7 Tips for Wetting Problem in Toddlers

Wetting generally refers to bed wetting, a problem that families with babies, toddlers, and young children do grapple with. Wetting is never really a problem when a baby is involved. It only comes to be a problem where mature toddlers and children are involved.

Although wetting toddlers occur during the day and at night (nocturnal enuresis), it becomes common during the night when a toddler is asleep. However, most toddlers overcome the problem by the time they are three years of age, although occasional wetting can still occur. It also turns out that some toddlers never get to overcome the problem and continue wetting beyond their fifth anniversary.

Wetting is never a toddler’s fault. It simply happens because a toddler is still unable to control his/her bladder, especially during sleep. However, you need to be concerned when the problem persists when your toddler has grown to become a preschooler or a teen. This is because wetting at that stage may mean a medical condition that requires treatment. It also happens that wetting runs in families, which may explain why your preschooler still has the problem.

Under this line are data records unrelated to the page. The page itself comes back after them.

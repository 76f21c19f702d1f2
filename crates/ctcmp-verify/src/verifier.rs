// Copyright (c) 2025-2026 Federico Hoerth <memparanoid@gmail.com>
// SPDX-License-Identifier: GPL-3.0-only
// See LICENSE in the repository root for full license text.

//! Verifier - drives a comparator through the boundary matrix.

use ctcmp_arena::PageArena;
use log::{debug, error, trace};

use crate::config::{PATTERN_BASE, PATTERN_PERIOD, VerifierConfig};
use crate::error::VerifyError;
use crate::report::VerifyReport;

/// Runs the `(size, offset, byte_index)` matrix against a comparator.
#[derive(Debug, Clone)]
pub struct Verifier {
    config: VerifierConfig,
}

impl Verifier {
    /// Validates `config` and builds a verifier for it.
    pub fn new(config: VerifierConfig) -> Result<Self, VerifyError> {
        config.validate()?;

        Ok(Self { config })
    }

    /// The validated configuration.
    pub fn config(&self) -> &VerifierConfig {
        &self.config
    }

    /// Verifies `compare` over the whole matrix.
    ///
    /// `compare(a, b, len)` must return `true` iff the first `len` bytes of
    /// `a` and `b` are identical. Both arenas are released on every return
    /// path, and guard bytes are restored after each cell whether it passed
    /// or not.
    pub fn run<F>(&self, compare: F) -> Result<VerifyReport, VerifyError>
    where
        F: Fn(&[u8], &[u8], usize) -> bool,
    {
        let config = &self.config;

        debug!(
            "verifying comparator: max_size={}, max_offset={}, page_size={}",
            config.max_size, config.max_offset, config.page_size
        );

        let mut arena_a = PageArena::new(config.page_size, config.max_offset, config.max_size)?;
        let mut arena_b = PageArena::new(config.page_size, config.max_offset, config.max_size)?;

        arena_a.fill_cyclic(config.fill_len(), PATTERN_BASE, PATTERN_PERIOD)?;
        arena_b.fill_cyclic(config.fill_len(), PATTERN_BASE, PATTERN_PERIOD)?;

        let mut report = VerifyReport::default();

        report.comparisons += 1;
        if !compare(arena_a.data(), arena_b.data(), 0) {
            error!("comparison failed for 0 length case");
            return Err(VerifyError::ZeroLength);
        }

        for size in 1..config.max_size {
            trace!("size={size}");

            for offset in 0..config.max_offset {
                self.check_cell(&compare, &mut arena_a, &mut arena_b, size, offset, &mut report)?;
            }
        }

        debug!(
            "comparator verified: cells={}, mismatch_probes={}, comparisons={}",
            report.cells, report.mismatch_probes, report.comparisons
        );

        Ok(report)
    }

    fn check_cell<F>(
        &self,
        compare: &F,
        arena_a: &mut PageArena,
        arena_b: &mut PageArena,
        size: usize,
        offset: usize,
        report: &mut VerifyReport,
    ) -> Result<(), VerifyError>
    where
        F: Fn(&[u8], &[u8], usize) -> bool,
    {
        // Guards come back when `a` and `b` drop, on success and on error.
        let mut a = arena_a.guard(offset, size, self.config.sentinels_a)?;
        let b = arena_b.guard(offset, size, self.config.sentinels_b)?;

        report.cells += 1;
        report.comparisons += 1;

        if !compare(a.tail(), b.tail(), size) {
            error!("false negative. size={size}, offset={offset}");
            return Err(VerifyError::FalseNegative { size, offset });
        }

        for byte_index in 0..size {
            let prev = a.window()[byte_index];
            a.window_mut()[byte_index] = prev.wrapping_add(1);

            let equal = compare(a.tail(), b.tail(), size);

            a.window_mut()[byte_index] = prev;
            report.mismatch_probes += 1;
            report.comparisons += 1;

            if equal {
                error!("false positive. size={size}, offset={offset}, index={byte_index}");
                return Err(VerifyError::FalsePositive {
                    size,
                    offset,
                    byte_index,
                });
            }
        }

        Ok(())
    }
}

/// Verifies [`ctcmp::ct_memeq`] with `config`.
pub fn verify_ct_memeq(config: VerifierConfig) -> Result<VerifyReport, VerifyError> {
    Verifier::new(config)?.run(ctcmp::ct_memeq)
}
// Copyright (c) 2025-2026 Federico Hoerth <memparanoid@gmail.com>
// SPDX-License-Identifier: GPL-3.0-only
// See LICENSE in the repository root for full license text.

use proptest::prelude::*;

use crate::{constant_time_eq, ct_memcmp, ct_memeq, ct_memeq_choice};

proptest! {
    #[test]
    fn zero_length_is_always_equal(
        a in proptest::collection::vec(any::<u8>(), 0..64),
        b in proptest::collection::vec(any::<u8>(), 0..64),
    ) {
        prop_assert!(ct_memeq(&a, &b, 0));
        prop_assert_eq!(ct_memcmp(&a, &b, 0), 0);
        prop_assert!(bool::from(ct_memeq_choice(&a, &b, 0)));
    }

    #[test]
    fn identical_inputs_are_equal(data in proptest::collection::vec(any::<u8>(), 0..256)) {
        let copy = data.clone();

        prop_assert!(ct_memeq(&data, &copy, data.len()));
        prop_assert!(constant_time_eq(&data, &copy));
    }

    #[test]
    fn single_byte_difference_is_detected(
        data in proptest::collection::vec(any::<u8>(), 1..256),
        index in any::<proptest::sample::Index>(),
        delta in 1..=u8::MAX,
    ) {
        let mut other = data.clone();
        let i = index.index(data.len());
        other[i] = other[i].wrapping_add(delta);

        prop_assert!(!ct_memeq(&data, &other, data.len()));
        prop_assert_eq!(ct_memcmp(&data, &other, data.len()), 1);
        prop_assert!(!bool::from(ct_memeq_choice(&data, &other, data.len())));

        // Restoring the byte restores equality.
        other[i] = data[i];
        prop_assert!(ct_memeq(&data, &other, data.len()));
    }

    #[test]
    fn agrees_with_slice_eq(
        a in proptest::collection::vec(0u8..4, 0..32),
        b in proptest::collection::vec(0u8..4, 0..32),
    ) {
        let len = a.len().min(b.len());

        prop_assert_eq!(ct_memeq(&a, &b, len), a[..len] == b[..len]);
        prop_assert_eq!(constant_time_eq(&a, &b), a == b);
    }

    #[test]
    fn repeated_calls_are_idempotent(
        a in proptest::collection::vec(any::<u8>(), 0..64),
        b in proptest::collection::vec(any::<u8>(), 0..64),
    ) {
        let len = a.len().min(b.len());
        let first = ct_memeq(&a, &b, len);

        for _ in 0..4 {
            prop_assert_eq!(ct_memeq(&a, &b, len), first);
        }
    }
}
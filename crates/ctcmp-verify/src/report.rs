// Copyright (c) 2025-2026 Federico Hoerth <memparanoid@gmail.com>
// SPDX-License-Identifier: GPL-3.0-only
// See LICENSE in the repository root for full license text.

/// Counters of a successful verification run.
#[derive(Debug, Default, Clone, Copy, Eq, PartialEq)]
pub struct VerifyReport {
    /// `(size, offset)` cells checked.
    pub cells: usize,
    /// Single-byte mutations checked across all cells.
    pub mismatch_probes: usize,
    /// Total comparator invocations, the zero-length check included.
    pub comparisons: usize,
}
// Copyright (c) 2025-2026 Federico Hoerth <memparanoid@gmail.com>
// SPDX-License-Identifier: GPL-3.0-only
// See LICENSE in the repository root for full license text.
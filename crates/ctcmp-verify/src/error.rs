// Copyright (c) 2025-2026 Federico Hoerth <memparanoid@gmail.com>
// SPDX-License-Identifier: GPL-3.0-only
// See LICENSE in the repository root for full license text.

//! Error types for ctcmp-verify.
use ctcmp_arena::ArenaError;
use thiserror::Error;

use crate::config::ConfigError;

/// Reasons a verification run stops.
///
/// Every comparator failure is fatal: the run aborts at the first failing
/// cell and the variant carries the exact coordinates to reproduce it.
#[derive(Debug, Error, Clone, Copy, Eq, PartialEq)]
pub enum VerifyError {
    /// The configuration was rejected before anything was allocated.
    #[error("invalid configuration: {0}")]
    Config(#[from] ConfigError),

    /// Arena allocation or window placement failed.
    #[error("arena error: {0}")]
    Arena(#[from] ArenaError),

    /// A zero-length comparison reported a difference.
    #[error("comparison failed for 0 length case")]
    ZeroLength,

    /// Identical windows were reported as different.
    ///
    /// Either the result depends on bytes outside the window (the guards
    /// differ between the two buffers) or on the window's alignment.
    #[error("false negative. size={size}, offset={offset}")]
    FalseNegative {
        /// Window length.
        size: usize,
        /// Window start relative to the anchor.
        offset: usize,
    },

    /// Windows differing in exactly one byte were reported as equal.
    #[error("false positive. size={size}, offset={offset}, index={byte_index}")]
    FalsePositive {
        /// Window length.
        size: usize,
        /// Window start relative to the anchor.
        offset: usize,
        /// Index of the mutated byte inside the window.
        byte_index: usize,
    },
}
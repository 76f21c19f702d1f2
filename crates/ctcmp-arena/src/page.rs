// Copyright (c) 2025-2026 Federico Hoerth <memparanoid@gmail.com>
// SPDX-License-Identifier: GPL-3.0-only
// See LICENSE in the repository root for full license text.

//! Page granularity lookup.

/// Page size assumed where the platform cannot be queried.
pub const DEFAULT_PAGE_SIZE: usize = 4096;

/// Returns the system page size.
///
/// Uses `sysconf(_SC_PAGESIZE)` on unix and falls back to
/// [`DEFAULT_PAGE_SIZE`] elsewhere or when the query fails.
#[cfg(unix)]
pub fn page_size() -> usize {
    let size = unsafe { libc::sysconf(libc::_SC_PAGESIZE) };

    if size <= 0 {
        return DEFAULT_PAGE_SIZE;
    }

    size as usize
}

/// Returns the system page size.
///
/// Non-unix targets always report [`DEFAULT_PAGE_SIZE`].
#[cfg(not(unix))]
pub fn page_size() -> usize {
    DEFAULT_PAGE_SIZE
}
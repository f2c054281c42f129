//! Batch command - Verifies database access for a business date.

use super::shutdown_signal;
use crate::cli::BatchArgs;
use crate::config::{Config, BATCH_DATE_FORMAT};
use crate::errors::AppResult;
use crate::infra::Database;

/// Execute the batch command
pub async fn execute(args: BatchArgs, config: Config) -> AppResult<()> {
    match args.date {
        Some(date) => tracing::info!(date = %date.format(BATCH_DATE_FORMAT), "Batch started"),
        None => tracing::info!("Batch started without a date"),
    }

    let db = match Database::connect_until(&config.database, shutdown_signal()).await {
        Ok(db) => db,
        Err(e) => {
            tracing::error!("Fail to connect database at '{}'", config.database.host);
            return Err(e.into());
        }
    };

    db.close().await?;
    tracing::info!("Batch finished");
    Ok(())
}
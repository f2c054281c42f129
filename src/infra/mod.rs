//! Infrastructure layer - External systems integration
//!
//! Database connection management, migrations, and repositories.

pub mod db;
pub mod repositories;

pub use db::{ConnectError, Database, HealthCheck, Migrator};
pub use repositories::{AuthorRepository, AuthorStore};

#[cfg(any(test, feature = "test-utils"))]
pub use repositories::MockAuthorRepository;
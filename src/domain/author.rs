//! Author domain entity.

use serde::{Deserialize, Serialize};
use utoipa::ToSchema;

/// Author domain entity
#[derive(Debug, Clone, PartialEq, Eq, Serialize, Deserialize, ToSchema)]
pub struct Author {
    /// Unique author identifier
    #[schema(example = 1)]
    pub id: i32,
    /// Author display name
    #[schema(example = "test_author")]
    pub name: String,
}

impl Author {
    pub fn new(id: i32, name: impl Into<String>) -> Self {
        Self {
            id,
            name: name.into(),
        }
    }

    /// Rename the author
    pub fn rename(&mut self, name: impl Into<String>) {
        self.name = name.into();
    }
}
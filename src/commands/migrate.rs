//! Migrate command - Database migration management.

use crate::cli::{MigrateAction, MigrateArgs};
use crate::config::Config;
use crate::errors::AppResult;
use crate::infra::Database;

/// Execute the migrate command
pub async fn execute(args: MigrateArgs, config: Config) -> AppResult<()> {
    let db = Database::connect(&config.database).await?;

    match args.action {
        MigrateAction::Up => {
            tracing::info!("Running pending migrations...");
            db.run_migrations().await?;
            tracing::info!("Migrations completed");
        }
        MigrateAction::Down => {
            tracing::info!("Rolling back last migration...");
            db.rollback_migration().await?;
            tracing::info!("Rollback completed");
        }
        MigrateAction::Status => {
            for (name, applied) in db.migration_status().await? {
                println!("{}: {}", name, if applied { "applied" } else { "pending" });
            }
        }
        MigrateAction::Fresh => {
            tracing::warn!("Dropping all tables and re-running migrations...");
            db.fresh_migrations().await?;
            tracing::info!("Fresh migrations completed");
        }
    }

    db.close().await?;
    Ok(())
}
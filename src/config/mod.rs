//! Application configuration module
//!
//! Handles YAML configuration files, environment overrides and
//! application-wide constants.

mod constants;
mod settings;

pub use constants::*;
pub use settings::{
    AppConfig, Config, ConfigError, DatabaseConfig, LogConfig, RetryConfig,
};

Although your toddler eventually overcomes wetting as he/she grows to gain control of his/her bladder, there are ways that can help you and your toddler cope with the problem. The following tips should be helpful.


Your toddler’s body needs to be hydrated properly as he/she grows up. Unfortunately, it is because of hydration that increases the wetting problem. Consider giving your toddler a lot of drinks during the day and less at night.

Wake up Routine

Although your toddler is most likely to wet the bed at least two or three times every night, the first wetting normally happens just a few hours after falling asleep. Because your toddler always falls asleep before you, make it the routine to wake him/her just before you get into bed to empty his/her bladder. You also need to consider waking him/her up one more time during the night for bladder emptying.

Urine Withholding

Take your time to train your toddler about urine withholding. Although this can be difficult, it helps to strengthen your toddle’s bladder and the associated muscles. Give your toddler a lot of drinks during the day and encourage him/her to hold urinating for several minutes or hours (if possible) as one way of helping him/her gain control of his/her bladder.

Stop and Go

The stop and go is a technique that helps a toddler get full control of his/her bladder. Train your toddler to stop emptying his/her bladder several times during the process of urination. He gradually realizes that he/she can control when and when not to empty his/her bladder.

Bladder Conditioning Device

Using a bladder conditioning device can be very helpful in alerting your toddler to wake up to empty his/her bladder. The design of such a device involves the use of a pad and a buzzer. The buzzer wakes up your toddler the moment the first drop of urine hits the pad, which in effect wakes the toddler up.

Bladder Irritants

You seriously need to avoid foods that serve to irritate your toddler’s bladder, especially in the evenings before he/she goes to sleep. Although beneficial, avoid feeding your toddler on food prepared with tomatoes in the evenings. Similarly, avoid giving him any juice with acidic flavors such as corn syrup, orange and lemon juice.

Bladder Soothing Foods

Because it is most likely that you have started to introduce your toddler to solid foods, consider including bladder-soothing foods in his diet. Consider preparing spinach, lettuce, kale, broccoli, and collard greens in such a way that he/she will find it easy to eat. One good fruit that you need to consider giving your toddler in the evenings is avocado. It is one of the best bladder-soothing fruits you can find.

Wetting in toddlers is perfectly normal and the above tips should help you manage it very effectively. However, you will need to talk to your toddler once he/she is able to understand about wetting and why it happens. Doing so will help him/her understand that he/she will be able to overcome the problem as he/she grows.